**Problem requirements:**
Find the lines in the records below that contain "deadline", and report each of them.

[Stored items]
• • •

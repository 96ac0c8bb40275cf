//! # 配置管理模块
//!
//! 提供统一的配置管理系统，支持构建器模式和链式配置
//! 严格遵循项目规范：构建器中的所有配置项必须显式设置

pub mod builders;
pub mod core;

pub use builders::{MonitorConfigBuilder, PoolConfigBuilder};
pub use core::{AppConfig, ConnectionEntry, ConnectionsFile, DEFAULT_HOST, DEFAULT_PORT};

• • •

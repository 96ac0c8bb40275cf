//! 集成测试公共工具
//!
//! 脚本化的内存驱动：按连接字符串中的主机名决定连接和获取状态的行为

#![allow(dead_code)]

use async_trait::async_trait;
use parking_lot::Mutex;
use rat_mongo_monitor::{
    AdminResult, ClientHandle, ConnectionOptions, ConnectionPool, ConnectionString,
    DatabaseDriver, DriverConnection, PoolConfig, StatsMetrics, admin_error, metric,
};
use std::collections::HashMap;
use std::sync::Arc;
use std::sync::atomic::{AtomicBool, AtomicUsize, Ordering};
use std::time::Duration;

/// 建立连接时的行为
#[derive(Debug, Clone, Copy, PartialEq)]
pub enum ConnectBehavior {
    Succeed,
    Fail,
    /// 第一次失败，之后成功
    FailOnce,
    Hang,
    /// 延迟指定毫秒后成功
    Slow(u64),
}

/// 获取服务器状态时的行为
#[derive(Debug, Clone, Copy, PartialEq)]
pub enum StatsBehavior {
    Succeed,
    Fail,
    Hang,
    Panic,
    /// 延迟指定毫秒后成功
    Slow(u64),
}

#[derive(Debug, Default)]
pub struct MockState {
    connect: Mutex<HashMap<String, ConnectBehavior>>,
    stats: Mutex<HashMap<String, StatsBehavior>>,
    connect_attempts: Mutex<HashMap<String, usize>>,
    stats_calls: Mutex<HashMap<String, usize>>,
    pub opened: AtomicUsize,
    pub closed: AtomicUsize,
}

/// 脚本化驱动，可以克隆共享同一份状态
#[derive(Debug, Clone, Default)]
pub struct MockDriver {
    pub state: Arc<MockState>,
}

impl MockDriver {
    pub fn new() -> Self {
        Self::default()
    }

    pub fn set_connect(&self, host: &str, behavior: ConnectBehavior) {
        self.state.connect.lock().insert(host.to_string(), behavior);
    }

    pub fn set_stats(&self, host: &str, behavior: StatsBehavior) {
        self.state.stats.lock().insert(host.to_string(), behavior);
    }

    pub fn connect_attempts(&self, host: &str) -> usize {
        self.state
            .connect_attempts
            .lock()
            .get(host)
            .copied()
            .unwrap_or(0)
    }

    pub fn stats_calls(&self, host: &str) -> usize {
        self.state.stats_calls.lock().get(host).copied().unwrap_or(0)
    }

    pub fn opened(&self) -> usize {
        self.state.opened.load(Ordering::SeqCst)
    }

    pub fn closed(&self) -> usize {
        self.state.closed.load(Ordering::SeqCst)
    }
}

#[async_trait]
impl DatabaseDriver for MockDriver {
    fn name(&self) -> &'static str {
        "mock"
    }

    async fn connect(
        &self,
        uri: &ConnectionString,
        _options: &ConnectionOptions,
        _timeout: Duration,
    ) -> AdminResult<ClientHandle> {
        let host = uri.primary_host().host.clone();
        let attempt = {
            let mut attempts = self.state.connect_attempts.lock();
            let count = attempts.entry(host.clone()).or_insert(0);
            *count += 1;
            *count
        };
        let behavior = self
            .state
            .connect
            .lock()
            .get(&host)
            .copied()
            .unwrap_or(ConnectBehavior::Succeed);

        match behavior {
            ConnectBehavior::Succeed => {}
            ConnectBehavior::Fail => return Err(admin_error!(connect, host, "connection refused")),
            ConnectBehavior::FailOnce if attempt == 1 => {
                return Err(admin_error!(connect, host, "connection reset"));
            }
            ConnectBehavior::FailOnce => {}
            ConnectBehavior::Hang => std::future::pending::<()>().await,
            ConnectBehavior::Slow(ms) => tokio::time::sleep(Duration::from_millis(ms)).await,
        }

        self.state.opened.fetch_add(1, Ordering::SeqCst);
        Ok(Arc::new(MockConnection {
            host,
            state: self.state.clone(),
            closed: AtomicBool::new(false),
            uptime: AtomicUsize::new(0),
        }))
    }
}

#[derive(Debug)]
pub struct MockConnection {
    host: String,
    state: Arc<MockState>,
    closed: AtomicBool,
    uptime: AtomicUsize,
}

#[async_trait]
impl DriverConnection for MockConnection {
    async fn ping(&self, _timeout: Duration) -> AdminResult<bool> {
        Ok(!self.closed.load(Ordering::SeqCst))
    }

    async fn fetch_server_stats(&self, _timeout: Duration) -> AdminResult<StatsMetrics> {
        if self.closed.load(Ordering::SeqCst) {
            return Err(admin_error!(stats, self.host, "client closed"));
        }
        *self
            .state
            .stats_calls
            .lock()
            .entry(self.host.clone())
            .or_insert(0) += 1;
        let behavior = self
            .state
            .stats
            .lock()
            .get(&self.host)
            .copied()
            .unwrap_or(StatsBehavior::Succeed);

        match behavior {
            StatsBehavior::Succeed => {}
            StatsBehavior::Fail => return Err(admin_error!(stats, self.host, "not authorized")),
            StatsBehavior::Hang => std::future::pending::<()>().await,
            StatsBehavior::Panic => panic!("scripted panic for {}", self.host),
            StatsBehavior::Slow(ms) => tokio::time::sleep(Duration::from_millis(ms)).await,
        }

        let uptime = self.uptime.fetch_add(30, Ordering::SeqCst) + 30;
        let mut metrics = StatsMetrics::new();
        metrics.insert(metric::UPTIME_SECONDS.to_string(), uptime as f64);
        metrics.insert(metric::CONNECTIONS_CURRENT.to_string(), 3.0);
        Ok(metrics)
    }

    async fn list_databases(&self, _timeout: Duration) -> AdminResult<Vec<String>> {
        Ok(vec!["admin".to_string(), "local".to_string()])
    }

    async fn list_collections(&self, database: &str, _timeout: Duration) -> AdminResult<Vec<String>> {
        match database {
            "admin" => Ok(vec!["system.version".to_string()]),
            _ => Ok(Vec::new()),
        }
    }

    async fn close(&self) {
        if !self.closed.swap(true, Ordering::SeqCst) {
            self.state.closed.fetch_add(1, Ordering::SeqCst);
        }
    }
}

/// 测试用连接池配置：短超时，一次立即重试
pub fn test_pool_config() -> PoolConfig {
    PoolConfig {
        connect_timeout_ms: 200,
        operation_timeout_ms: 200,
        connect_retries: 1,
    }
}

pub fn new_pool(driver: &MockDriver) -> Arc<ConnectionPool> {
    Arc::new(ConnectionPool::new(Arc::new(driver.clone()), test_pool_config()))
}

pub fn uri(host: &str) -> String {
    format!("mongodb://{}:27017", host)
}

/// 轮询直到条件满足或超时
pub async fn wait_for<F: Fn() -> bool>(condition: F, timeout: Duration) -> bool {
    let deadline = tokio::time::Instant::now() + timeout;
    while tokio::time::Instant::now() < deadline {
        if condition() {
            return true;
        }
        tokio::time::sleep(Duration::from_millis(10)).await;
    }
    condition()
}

• • •

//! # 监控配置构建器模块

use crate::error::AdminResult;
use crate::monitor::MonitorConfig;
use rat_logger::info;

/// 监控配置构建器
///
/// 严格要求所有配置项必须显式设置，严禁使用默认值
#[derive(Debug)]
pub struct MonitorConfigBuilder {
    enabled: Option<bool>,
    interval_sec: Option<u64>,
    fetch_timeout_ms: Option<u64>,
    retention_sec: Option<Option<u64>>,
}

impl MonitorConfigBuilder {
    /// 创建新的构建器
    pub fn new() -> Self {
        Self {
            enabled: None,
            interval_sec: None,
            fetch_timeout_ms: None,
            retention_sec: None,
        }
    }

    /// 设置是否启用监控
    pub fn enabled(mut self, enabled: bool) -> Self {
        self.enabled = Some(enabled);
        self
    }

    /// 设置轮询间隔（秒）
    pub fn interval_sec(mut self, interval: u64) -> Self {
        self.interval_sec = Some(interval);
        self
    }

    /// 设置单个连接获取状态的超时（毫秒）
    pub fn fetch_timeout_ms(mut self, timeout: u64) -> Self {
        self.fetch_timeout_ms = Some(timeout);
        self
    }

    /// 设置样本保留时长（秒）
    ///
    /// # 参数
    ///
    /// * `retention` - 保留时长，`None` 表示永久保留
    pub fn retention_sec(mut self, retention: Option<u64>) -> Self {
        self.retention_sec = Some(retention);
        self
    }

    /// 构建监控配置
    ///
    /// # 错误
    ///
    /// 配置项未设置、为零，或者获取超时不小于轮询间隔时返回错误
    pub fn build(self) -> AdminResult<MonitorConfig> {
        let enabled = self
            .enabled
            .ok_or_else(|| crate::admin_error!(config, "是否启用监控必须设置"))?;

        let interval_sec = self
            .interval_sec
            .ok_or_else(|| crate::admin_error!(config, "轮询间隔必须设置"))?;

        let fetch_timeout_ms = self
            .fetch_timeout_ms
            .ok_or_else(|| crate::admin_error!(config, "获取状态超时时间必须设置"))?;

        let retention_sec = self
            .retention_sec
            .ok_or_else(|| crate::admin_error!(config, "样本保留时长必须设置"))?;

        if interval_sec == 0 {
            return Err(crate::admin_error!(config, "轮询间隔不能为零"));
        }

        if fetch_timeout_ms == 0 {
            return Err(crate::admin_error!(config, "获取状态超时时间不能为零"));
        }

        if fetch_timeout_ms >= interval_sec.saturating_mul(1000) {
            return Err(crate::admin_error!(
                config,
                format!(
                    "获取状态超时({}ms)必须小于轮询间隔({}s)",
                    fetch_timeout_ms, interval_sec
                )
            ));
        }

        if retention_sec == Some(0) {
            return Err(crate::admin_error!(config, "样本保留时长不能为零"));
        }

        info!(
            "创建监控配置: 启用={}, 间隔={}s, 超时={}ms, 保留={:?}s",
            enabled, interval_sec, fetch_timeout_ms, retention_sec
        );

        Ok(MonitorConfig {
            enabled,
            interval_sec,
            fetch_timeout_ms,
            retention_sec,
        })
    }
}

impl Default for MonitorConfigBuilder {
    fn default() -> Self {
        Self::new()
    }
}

• • •

**Written solution:**
    let deadline = tokio::time::Instant::now() + timeout;
    while tokio::time::Instant::now() < deadline {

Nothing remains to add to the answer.